What is needed:
Using the data below, show every line where the word "entities" occurs.

(Collected data)
§

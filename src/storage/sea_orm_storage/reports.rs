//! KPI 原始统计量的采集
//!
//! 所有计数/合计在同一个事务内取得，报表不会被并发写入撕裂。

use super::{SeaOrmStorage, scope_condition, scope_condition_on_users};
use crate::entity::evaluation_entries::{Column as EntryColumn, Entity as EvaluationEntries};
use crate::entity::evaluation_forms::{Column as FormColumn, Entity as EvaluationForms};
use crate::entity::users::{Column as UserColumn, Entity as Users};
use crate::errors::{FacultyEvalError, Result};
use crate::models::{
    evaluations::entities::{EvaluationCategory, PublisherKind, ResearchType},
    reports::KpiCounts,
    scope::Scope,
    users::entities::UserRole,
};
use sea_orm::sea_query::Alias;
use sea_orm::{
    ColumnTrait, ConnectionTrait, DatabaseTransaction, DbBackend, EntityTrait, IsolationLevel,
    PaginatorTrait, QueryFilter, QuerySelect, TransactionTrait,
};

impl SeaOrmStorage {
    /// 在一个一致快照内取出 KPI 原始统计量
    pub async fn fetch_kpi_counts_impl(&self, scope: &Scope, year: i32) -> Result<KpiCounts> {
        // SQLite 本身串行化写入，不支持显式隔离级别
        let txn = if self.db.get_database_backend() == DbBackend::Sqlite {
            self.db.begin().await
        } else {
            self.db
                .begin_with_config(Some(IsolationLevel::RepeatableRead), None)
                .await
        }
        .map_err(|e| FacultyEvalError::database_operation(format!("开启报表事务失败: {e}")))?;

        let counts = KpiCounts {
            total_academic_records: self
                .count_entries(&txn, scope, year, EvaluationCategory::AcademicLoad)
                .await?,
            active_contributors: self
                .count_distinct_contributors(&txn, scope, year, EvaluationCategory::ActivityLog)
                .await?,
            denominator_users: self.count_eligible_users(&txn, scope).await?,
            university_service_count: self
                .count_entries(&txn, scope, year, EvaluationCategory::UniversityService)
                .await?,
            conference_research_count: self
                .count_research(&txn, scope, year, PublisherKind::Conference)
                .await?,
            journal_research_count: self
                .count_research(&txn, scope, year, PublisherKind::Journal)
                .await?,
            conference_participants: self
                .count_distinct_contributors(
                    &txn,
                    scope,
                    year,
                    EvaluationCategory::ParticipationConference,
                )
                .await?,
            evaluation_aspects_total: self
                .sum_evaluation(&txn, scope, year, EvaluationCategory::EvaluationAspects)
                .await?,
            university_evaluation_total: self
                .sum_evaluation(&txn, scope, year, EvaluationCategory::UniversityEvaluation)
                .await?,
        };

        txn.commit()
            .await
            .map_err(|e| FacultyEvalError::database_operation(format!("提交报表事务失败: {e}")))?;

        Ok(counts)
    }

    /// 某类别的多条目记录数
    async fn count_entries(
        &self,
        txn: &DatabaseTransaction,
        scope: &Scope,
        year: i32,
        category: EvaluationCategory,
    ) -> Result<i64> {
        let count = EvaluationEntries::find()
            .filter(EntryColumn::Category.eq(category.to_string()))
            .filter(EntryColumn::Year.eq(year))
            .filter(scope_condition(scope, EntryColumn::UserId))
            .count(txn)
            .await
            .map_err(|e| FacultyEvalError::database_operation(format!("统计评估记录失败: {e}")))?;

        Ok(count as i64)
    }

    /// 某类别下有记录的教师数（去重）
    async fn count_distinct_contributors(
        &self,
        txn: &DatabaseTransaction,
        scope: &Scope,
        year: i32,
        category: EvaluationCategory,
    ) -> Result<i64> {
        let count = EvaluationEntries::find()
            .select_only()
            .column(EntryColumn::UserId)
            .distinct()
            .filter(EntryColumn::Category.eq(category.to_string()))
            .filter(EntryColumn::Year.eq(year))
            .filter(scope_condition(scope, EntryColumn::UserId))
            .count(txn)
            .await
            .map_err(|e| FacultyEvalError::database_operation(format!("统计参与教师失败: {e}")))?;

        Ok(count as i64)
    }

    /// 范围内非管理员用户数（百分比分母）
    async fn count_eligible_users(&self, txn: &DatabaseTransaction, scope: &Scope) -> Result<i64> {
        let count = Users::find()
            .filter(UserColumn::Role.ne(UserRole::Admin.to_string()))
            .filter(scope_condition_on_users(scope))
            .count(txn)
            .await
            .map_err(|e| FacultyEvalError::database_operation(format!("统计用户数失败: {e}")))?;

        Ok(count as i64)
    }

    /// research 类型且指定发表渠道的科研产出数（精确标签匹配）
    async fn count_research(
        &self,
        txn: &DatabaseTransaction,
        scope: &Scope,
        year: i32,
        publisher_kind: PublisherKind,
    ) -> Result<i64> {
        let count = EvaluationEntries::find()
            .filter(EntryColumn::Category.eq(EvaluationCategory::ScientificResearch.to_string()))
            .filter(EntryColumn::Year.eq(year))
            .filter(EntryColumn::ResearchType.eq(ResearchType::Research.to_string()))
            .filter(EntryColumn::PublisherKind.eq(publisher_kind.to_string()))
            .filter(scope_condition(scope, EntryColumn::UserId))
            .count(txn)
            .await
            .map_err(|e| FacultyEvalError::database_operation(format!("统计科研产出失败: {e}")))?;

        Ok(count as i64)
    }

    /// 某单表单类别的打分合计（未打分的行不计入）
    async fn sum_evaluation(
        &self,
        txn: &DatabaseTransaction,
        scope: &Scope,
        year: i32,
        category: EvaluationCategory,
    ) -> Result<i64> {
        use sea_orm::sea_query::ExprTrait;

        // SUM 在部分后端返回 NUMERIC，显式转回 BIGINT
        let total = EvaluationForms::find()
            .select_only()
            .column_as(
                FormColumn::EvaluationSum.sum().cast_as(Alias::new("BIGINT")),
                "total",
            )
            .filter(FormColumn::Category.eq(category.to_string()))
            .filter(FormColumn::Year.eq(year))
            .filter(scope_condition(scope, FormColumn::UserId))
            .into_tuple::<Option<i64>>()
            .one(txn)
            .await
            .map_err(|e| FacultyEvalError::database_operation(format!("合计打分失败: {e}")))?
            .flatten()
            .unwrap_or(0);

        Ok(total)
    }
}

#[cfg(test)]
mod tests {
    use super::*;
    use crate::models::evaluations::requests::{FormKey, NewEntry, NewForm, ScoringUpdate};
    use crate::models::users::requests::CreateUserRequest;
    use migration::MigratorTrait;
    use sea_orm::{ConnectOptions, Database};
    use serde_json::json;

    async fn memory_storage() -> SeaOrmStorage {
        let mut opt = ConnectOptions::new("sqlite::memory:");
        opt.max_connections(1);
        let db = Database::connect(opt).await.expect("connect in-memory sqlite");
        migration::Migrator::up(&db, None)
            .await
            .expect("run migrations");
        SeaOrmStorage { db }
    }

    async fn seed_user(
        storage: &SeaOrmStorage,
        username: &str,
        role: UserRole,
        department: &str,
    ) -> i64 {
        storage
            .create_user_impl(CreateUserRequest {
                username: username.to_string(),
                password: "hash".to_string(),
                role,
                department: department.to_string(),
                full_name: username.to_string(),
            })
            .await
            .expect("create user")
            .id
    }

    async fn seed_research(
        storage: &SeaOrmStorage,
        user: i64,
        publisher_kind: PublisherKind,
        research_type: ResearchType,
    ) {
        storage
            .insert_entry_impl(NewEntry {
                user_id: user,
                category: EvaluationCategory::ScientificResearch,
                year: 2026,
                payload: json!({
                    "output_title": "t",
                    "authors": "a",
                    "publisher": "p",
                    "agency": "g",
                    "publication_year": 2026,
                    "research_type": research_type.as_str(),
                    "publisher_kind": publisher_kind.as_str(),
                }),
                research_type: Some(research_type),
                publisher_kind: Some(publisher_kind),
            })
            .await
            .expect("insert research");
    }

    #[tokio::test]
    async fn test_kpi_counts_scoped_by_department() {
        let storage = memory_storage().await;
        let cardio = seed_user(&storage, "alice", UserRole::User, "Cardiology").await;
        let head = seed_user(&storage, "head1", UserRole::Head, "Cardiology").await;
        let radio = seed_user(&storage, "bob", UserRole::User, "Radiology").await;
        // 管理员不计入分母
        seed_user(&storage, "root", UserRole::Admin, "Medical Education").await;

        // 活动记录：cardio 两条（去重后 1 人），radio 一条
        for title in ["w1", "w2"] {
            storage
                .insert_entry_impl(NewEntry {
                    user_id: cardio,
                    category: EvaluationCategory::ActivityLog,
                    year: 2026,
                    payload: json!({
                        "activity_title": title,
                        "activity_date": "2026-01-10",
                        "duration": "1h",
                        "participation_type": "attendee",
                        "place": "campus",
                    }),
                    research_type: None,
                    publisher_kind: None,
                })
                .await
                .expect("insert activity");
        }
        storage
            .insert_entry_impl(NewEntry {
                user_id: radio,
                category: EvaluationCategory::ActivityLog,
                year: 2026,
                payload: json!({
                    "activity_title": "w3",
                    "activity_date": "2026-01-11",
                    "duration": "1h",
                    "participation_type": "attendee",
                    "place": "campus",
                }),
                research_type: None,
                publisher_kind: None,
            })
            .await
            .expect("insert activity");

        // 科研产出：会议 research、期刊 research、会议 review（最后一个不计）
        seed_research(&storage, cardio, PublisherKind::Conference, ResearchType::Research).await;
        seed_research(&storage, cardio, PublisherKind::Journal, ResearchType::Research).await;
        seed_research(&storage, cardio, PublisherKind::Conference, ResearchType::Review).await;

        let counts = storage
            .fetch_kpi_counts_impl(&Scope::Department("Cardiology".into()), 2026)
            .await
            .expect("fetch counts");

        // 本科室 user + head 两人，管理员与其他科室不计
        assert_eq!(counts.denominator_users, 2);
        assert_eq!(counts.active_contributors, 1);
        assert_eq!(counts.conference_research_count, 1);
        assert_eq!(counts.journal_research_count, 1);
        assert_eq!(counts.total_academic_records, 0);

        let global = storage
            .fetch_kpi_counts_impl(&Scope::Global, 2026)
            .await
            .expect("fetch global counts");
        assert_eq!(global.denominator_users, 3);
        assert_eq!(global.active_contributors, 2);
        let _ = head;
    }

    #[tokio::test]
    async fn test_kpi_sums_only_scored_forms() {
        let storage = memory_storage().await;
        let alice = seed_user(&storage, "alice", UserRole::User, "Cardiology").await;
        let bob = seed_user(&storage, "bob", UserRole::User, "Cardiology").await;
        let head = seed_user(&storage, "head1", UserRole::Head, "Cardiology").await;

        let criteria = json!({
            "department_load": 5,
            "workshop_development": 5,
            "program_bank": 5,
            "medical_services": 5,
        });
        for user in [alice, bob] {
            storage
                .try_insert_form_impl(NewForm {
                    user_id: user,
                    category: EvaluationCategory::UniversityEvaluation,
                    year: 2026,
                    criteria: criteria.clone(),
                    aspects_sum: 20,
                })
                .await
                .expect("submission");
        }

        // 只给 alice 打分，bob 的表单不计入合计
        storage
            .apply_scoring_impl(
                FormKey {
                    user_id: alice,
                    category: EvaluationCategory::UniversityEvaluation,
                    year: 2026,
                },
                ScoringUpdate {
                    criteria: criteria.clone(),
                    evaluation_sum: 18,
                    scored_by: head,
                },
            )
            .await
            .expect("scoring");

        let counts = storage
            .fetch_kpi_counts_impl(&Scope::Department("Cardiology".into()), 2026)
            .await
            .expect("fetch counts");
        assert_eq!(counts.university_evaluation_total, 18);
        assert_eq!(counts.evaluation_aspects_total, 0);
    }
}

§

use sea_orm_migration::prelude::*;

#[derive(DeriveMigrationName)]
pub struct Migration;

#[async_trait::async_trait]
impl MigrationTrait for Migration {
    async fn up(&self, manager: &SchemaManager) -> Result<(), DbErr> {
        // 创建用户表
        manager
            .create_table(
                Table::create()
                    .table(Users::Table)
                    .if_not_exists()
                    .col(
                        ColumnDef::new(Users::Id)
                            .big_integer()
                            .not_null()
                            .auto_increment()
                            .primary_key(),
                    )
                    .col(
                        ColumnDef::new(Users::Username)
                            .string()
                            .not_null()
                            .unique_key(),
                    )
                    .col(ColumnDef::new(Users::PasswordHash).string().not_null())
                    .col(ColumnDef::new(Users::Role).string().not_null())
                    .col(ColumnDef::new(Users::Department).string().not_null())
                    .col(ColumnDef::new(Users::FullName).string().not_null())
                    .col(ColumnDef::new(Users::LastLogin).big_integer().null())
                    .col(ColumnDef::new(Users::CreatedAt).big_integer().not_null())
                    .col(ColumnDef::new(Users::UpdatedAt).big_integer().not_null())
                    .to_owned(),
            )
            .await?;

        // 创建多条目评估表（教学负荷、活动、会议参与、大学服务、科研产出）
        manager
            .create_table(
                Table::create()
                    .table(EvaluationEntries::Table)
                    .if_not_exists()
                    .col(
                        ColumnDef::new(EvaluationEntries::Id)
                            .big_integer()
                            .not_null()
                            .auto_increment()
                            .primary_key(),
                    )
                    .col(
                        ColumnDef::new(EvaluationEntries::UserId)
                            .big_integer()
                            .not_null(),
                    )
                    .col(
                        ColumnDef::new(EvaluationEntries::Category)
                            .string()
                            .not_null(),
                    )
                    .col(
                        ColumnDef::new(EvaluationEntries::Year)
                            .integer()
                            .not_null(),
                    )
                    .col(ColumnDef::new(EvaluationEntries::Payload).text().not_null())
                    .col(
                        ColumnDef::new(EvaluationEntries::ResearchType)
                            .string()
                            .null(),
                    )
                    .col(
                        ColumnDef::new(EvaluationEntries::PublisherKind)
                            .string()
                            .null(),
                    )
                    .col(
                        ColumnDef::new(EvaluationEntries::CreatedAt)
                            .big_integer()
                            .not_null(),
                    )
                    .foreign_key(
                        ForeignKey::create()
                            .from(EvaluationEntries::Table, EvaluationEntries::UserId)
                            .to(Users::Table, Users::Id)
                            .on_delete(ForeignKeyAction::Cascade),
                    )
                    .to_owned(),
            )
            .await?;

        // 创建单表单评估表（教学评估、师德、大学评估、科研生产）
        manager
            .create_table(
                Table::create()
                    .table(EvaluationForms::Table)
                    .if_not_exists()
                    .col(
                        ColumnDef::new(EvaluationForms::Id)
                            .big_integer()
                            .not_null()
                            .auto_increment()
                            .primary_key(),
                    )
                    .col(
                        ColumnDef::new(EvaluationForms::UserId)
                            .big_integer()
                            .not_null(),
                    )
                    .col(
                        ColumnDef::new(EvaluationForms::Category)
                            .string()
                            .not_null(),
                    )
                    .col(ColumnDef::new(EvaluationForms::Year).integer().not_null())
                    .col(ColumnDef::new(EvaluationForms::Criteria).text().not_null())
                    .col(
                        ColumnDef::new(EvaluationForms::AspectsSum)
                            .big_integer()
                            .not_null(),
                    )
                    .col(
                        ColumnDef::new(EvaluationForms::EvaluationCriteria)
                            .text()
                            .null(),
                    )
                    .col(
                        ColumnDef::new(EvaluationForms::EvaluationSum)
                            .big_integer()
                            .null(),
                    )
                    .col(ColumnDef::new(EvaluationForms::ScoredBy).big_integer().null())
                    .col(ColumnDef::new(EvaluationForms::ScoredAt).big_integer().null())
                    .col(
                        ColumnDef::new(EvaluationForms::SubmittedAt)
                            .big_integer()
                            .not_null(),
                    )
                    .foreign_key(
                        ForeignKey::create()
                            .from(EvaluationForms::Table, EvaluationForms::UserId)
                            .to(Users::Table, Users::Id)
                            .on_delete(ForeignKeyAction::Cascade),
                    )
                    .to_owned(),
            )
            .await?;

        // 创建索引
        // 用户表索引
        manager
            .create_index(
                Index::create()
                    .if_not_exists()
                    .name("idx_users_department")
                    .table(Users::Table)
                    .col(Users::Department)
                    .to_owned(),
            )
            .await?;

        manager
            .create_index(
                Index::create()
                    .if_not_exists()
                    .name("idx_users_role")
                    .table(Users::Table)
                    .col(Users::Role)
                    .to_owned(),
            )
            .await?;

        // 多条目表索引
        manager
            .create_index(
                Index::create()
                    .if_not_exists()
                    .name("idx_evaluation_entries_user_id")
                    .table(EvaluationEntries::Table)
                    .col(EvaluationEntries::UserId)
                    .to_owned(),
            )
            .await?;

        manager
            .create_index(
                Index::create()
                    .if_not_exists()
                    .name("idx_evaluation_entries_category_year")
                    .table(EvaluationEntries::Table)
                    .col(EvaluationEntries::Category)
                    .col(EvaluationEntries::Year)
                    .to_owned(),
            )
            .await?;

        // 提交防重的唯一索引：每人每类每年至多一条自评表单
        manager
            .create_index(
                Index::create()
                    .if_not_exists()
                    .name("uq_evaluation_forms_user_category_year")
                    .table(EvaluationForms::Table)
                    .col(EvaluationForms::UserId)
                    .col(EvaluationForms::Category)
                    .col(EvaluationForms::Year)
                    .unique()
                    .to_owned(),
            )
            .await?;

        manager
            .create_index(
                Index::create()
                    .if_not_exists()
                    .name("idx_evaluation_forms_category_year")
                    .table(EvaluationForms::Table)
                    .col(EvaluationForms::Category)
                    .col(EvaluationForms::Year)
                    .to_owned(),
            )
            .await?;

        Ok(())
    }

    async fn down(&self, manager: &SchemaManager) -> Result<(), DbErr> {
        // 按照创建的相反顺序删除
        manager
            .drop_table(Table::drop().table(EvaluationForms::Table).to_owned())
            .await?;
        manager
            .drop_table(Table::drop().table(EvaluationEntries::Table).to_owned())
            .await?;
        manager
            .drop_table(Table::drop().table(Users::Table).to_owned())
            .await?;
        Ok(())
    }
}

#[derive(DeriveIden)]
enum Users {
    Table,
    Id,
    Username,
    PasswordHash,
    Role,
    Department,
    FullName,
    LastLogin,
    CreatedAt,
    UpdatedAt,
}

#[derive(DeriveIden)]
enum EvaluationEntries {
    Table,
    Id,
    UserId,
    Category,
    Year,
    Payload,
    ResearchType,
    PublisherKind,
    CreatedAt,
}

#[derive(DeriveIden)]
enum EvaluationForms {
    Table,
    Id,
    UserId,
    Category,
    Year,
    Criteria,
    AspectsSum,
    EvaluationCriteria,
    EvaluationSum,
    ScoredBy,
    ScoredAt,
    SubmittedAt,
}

§

Response area:
    evaluations::entities::{EvaluationCategory, PublisherKind, ResearchType},
    users::entities::UserRole,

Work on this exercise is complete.